:: Information given
impl GameSession {
    pub fn new(
        channel: Arc<dyn Channel>,
        engine: GameEngine,
        assignment: MatchAssignment,
    ) -> Self {
        let topics = Topics::new(engine.config().topic_prefix.clone());
        let mut coordinator = SyncCoordinator::new(
            engine,
            assignment.game_id.clone(),
            assignment.local_player_id,
        );
        coordinator.apply_remote_snapshot(assignment.snapshot);
        Self {
            channel,
            coordinator,
            state_topic: topics.game_state(&assignment.game_id),
            emoji_topic: topics.game_emoji(&assignment.game_id),
            agent: None,
            unpublished: None,
            agent_idle_turn: None,
        }
    }

    /// Let `agent` play this seat.
    pub fn with_agent(mut self, agent: Box<dyn MoveSupplier>) -> Self {
        self.agent = Some(agent);
        self
    }

    /// Drive the session until the match finishes, the host leaves, or the
    /// game is closed.
    pub async fn run(
        mut self,
        mut commands: mpsc::UnboundedReceiver<SessionCommand>,
        events: mpsc::UnboundedSender<SessionEvent>,
    ) -> Result<SessionEnd, SyncError> {
        let state_sub = self.channel.subscribe(&self.state_topic).await?;
        let emoji_sub = match self.channel.subscribe(&self.emoji_topic).await {
            Ok(sub) => sub,
            Err(e) => {
                self.unsubscribe_all().await;
                return Err(e.into());
            },
        };
        let (push_tx, mut pushes) = mpsc::channel::<Publication>(PUSH_QUEUE);
        let forwarder = tokio::spawn(async move {
            let mut merged = futures::stream::select(state_sub, emoji_sub);
            while let Some(publication) = merged.next().await {
                if push_tx.send(publication).await.is_err() {
                    break;
                }
            }
        });

        let config = self.coordinator.engine().config().clone();
        let poll_every = config.poll_interval();
        let mut poll = tokio::time::interval_at(Instant::now() + poll_every, poll_every);
        poll.set_missed_tick_behavior(MissedTickBehavior::Delay);
        let second = Duration::from_secs(1);
        let mut countdown = tokio::time::interval_at(Instant::now() + second, second);
        countdown.set_missed_tick_behavior(MissedTickBehavior::Delay);

        let mut pending: Option<PendingProposal> = None;
        let mut commands_open = true;
        let mut linger_until: Option<Instant> = None;

        tracing::info!(
            game_id = %self.coordinator.game_id(),
            player_id = self.coordinator.local_player_id(),
            "Session started"
        );

        let end = loop {
            if self.coordinator.is_finished() && linger_until.is_none() {
                linger_until = Some(Instant::now() + poll_every * 2);
            }
            if pending.is_none() {
                pending = self.start_agent_turn();
            }
            let in_progress = self
                .coordinator
                .current()
                .is_some_and(|s| s.phase() == MatchPhase::InProgress);
            let my_turn = self.coordinator.is_my_turn();

            tokio::select! {
                Some(publication) = pushes.recv() => {
                    if self.intake(publication, &events) == Flow::Closed {
                        break SessionEnd::Closed;
                    }
                },
                _ = poll.tick(), if !my_turn => {
                    if self.reconcile(&events).await == Flow::Closed {
                        break SessionEnd::Closed;
                    }
                },
                _ = countdown.tick(), if in_progress => {
                    self.coordinator.tick(1);
                    if self.coordinator.is_turn_expired() {
                        tracing::info!(
                            game_id = %self.coordinator.game_id(),
                            player_id = self.coordinator.local_player_id(),
                            "Turn timer expired"
                        );
                        if let Err(e) = self.act(Action::Timeout, &events).await {
                            tracing::debug!(error = %e, "Timeout not applied");
                        }
                    }
                },
                cmd = commands.recv(), if commands_open => {
                    match cmd {
                        Some(SessionCommand::Act(action)) => {
                            match self.act(action, &events).await {
                                Ok(()) => {},
                                Err(LocalActionError::Rule(reason)) => {
                                    let _ = events.send(SessionEvent::Rejected(reason));
                                },
                                Err(e) => tracing::error!(error = %e, "Local action lost"),
                            }
                        },
                        Some(SessionCommand::Emoji(emoji)) => self.send_emoji(emoji).await,
                        Some(SessionCommand::Leave) => {
                            if let Some(p) = pending.take() {
                                p.handle.abort();
                            }
                            break self.leave(&events).await;
                        },
                        None => commands_open = false,
                    }
                },
                (turn_number, result) = join_pending(&mut pending) => {
                    self.finish_agent_turn(turn_number, result, &events).await;
                },
                _ = tokio::time::sleep_until(linger_until.unwrap_or_else(Instant::now)),
                    if linger_until.is_some() => {
                    if self.reconcile(&events).await == Flow::Closed {
                        break SessionEnd::Closed;
                    }
                    match self.coordinator.current() {
                        Some(final_snapshot) if final_snapshot.is_finished() => {
                            let final_snapshot = final_snapshot.clone();
                            let _ = events.send(SessionEvent::Finished(final_snapshot.clone()));
                            break SessionEnd::Finished(final_snapshot);
                        },
                        _ => linger_until = None,
                    }
                },
            }
        };

        if let Some(p) = pending.take() {
            p.handle.abort();
        }
        forwarder.abort();
        self.unsubscribe_all().await;
        if end == SessionEnd::Closed {
            let _ = events.send(SessionEvent::Closed);
        }
        tracing::info!(
            game_id = %self.coordinator.game_id(),
            player_id = self.coordinator.local_player_id(),
            "Session ended"
        );
        Ok(end)
    }

    /// Handle one pushed publication.
    fn intake(
        &mut self,
        publication: Publication,
        events: &mpsc::UnboundedSender<SessionEvent>,
    ) -> Flow {
        if publication.topic == self.emoji_topic {
            match decode_emoji(&publication.payload) {
                Ok(emoji) if emoji.sender_id != self.coordinator.local_player_id() => {
                    let _ = events.send(SessionEvent::Emoji(emoji));
                },
                Ok(_) => {},
                Err(e) => tracing::warn!(error = %e, "Undecodable emoji"),
            }
            return Flow::Continue;
        }
        self.intake_state(&publication.payload, events)
    }

    fn intake_state(
        &mut self,
        payload: &[u8],
        events: &mpsc::UnboundedSender<SessionEvent>,
    ) -> Flow {
        match decode_snapshot(payload) {
            Ok(Some(snapshot)) => {
                let outcome = self.coordinator.apply_remote_snapshot(snapshot.clone());
                if outcome == SnapshotOutcome::Accepted {
                    let _ = events.send(SessionEvent::Snapshot(snapshot));
                }
                Flow::Continue
            },
            Ok(None) if self.coordinator.is_finished() => Flow::Continue,
            Ok(None) => {
                tracing::info!(game_id = %self.coordinator.game_id(), "Game closed by peer");
                Flow::Closed
            },
            Err(e) => {
                tracing::warn!(
                    game_id = %self.coordinator.game_id(),
                    error = %e,
                    "Undecodable snapshot"
                );
                Flow::Continue
            },
        }
    }

    /// Pull the retained snapshot in case a push was lost.
    async fn reconcile(&mut self, events: &mpsc::UnboundedSender<SessionEvent>) -> Flow {
        if let Some(snapshot) = self.unpublished.take() {
            self.publish_snapshot(snapshot).await;
        }
        match self.channel.fetch_latest(&self.state_topic).await {
            Ok(Some(payload)) => self.intake_state(&payload, events),
            Ok(None) => Flow::Continue,
            Err(e) => {
                tracing::warn!(
                    game_id = %self.coordinator.game_id(),
                    error = %e,
                    "Reconciliation fetch failed"
                );
                Flow::Continue
            },
        }
    }

    /// Apply a local action optimistically, then publish it.
    async fn act(
        &mut self,
        action: Action,
        events: &mpsc::UnboundedSender<SessionEvent>,
    ) -> Result<(), LocalActionError> {
        let next = self.coordinator.perform_local_action(&action)?;
        let _ = events.send(SessionEvent::Snapshot(next.clone()));
        self.publish_snapshot(next).await;
        Ok(())
    }

    async fn publish_snapshot(&mut self, snapshot: GameSnapshot) {
        let payload = match encode_snapshot(&snapshot) {
            Ok(payload) => payload,
            Err(e) => {
                tracing::warn!(error = %e, "Failed to encode snapshot");
                return;
            },
        };
        if let Err(e) = self
            .channel
            .publish(&self.state_topic, payload, PublishOptions::RETAINED)
            .await
        {
            tracing::warn!(
                game_id = %self.coordinator.game_id(),
                turn_number = snapshot.turn_number,
                error = %e,
                "Snapshot publish failed, will retry"
            );
            self.unpublished = Some(snapshot);
        }
    }

    async fn send_emoji(&self, emoji: String) {
        let event = EmojiEvent {
            emoji,
            sender_id: self.coordinator.local_player_id(),
            timestamp: now_ms(),
        };
        let result = match encode_emoji(&event) {
            Ok(payload) => self
                .channel
                .publish(&self.emoji_topic, payload, PublishOptions::TRANSIENT)
                .await
                .map_err(SyncError::from),
            Err(e) => Err(e.into()),
        };
        if let Err(e) = result {
            tracing::warn!(error = %e, "Emoji not sent");
        }
    }

    /// Forfeit if still playing, then clear the game topic.
    async fn leave(&mut self, events: &mpsc::UnboundedSender<SessionEvent>) -> SessionEnd {
        let playing = self
            .coordinator
            .current()
            .is_some_and(|s| s.phase() == MatchPhase::InProgress);
        if playing && let Err(e) = self.act(Action::Forfeit, events).await {
            tracing::warn!(error = %e, "Forfeit not applied");
        }
        let flush = self.coordinator.engine().config().leave_flush_delay();
        tokio::time::sleep(flush).await;
        if let Err(e) = self
            .channel
            .publish(
                &self.state_topic,
                TOMBSTONE.to_vec(),
                PublishOptions::RETAINED,
            )
            .await
        {
            tracing::warn!(error = %e, "Tombstone publish failed");
        }
        tracing::info!(
            game_id = %self.coordinator.game_id(),
            player_id = self.coordinator.local_player_id(),
            forfeited = playing,
            "Left game"
        );
        SessionEnd::Left(self.coordinator.current().cloned())
    }

    /// Hand the current snapshot to the agent if it is our move.
    fn start_agent_turn(&mut self) -> Option<PendingProposal> {
        if !self.coordinator.is_my_turn() {
            return None;
        }
        let state = self.coordinator.current()?.clone();
        if self.agent_idle_turn == Some(state.turn_number) {
            return None;
        }
        let mut agent = self.agent.take()?;
        let me = self.coordinator.local_player_id();
        let turn_number = state.turn_number;
        let handle = tokio::spawn(async move {
            let proposal = agent.propose(state, me).await;
            (agent, proposal)
        });
        Some(PendingProposal {
            turn_number,
            handle,
        })
    }

    async fn finish_agent_turn(
        &mut self,
        turn_number: u64,
        result: Result<(Box<dyn MoveSupplier>, AiAction), JoinError>,
        events: &mpsc::UnboundedSender<SessionEvent>,
    ) {
        let (agent, proposal) = match result {
            Ok(done) => done,
            Err(e) => {
                tracing::warn!(error = %e, "Agent task failed, seat is now idle");
                return;
            },
        };
        self.agent = Some(agent);

        let Some(state) = self.coordinator.current().cloned() else {
            return;
        };
        if state.turn_number != turn_number {
            tracing::debug!(
                proposed_for = turn_number,
                turn_number = state.turn_number,
                "Agent proposal outdated, discarded"
            );
            return;
        }
        let me = self.coordinator.local_player_id();
        match resolve_proposal(self.coordinator.engine(), &proposal, &state, me) {
            Some(action) => {
                tracing::debug!(
                    player_id = me,
                    turn_number,
                    proposal = %describe(&proposal),
                    reasoning = %proposal.reasoning,
                    "Agent acts"
                );
                if let Err(e) = self.act(action, events).await {
                    tracing::warn!(error = %e, "Agent action refused");
                    self.agent_idle_turn = Some(turn_number);
                }
            },
            None => self.agent_idle_turn = Some(turn_number),
        }
    }

    async fn unsubscribe_all(&self) {
        for topic in [&self.state_topic, &self.emoji_topic] {
            if let Err(e) = self.channel.unsubscribe(topic).await {
                tracing::warn!(topic = %topic, error = %e, "Unsubscribe failed");
            }
        }
    }
}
::::
Provide only the count of lines in the records above that hold the word "pushes".

2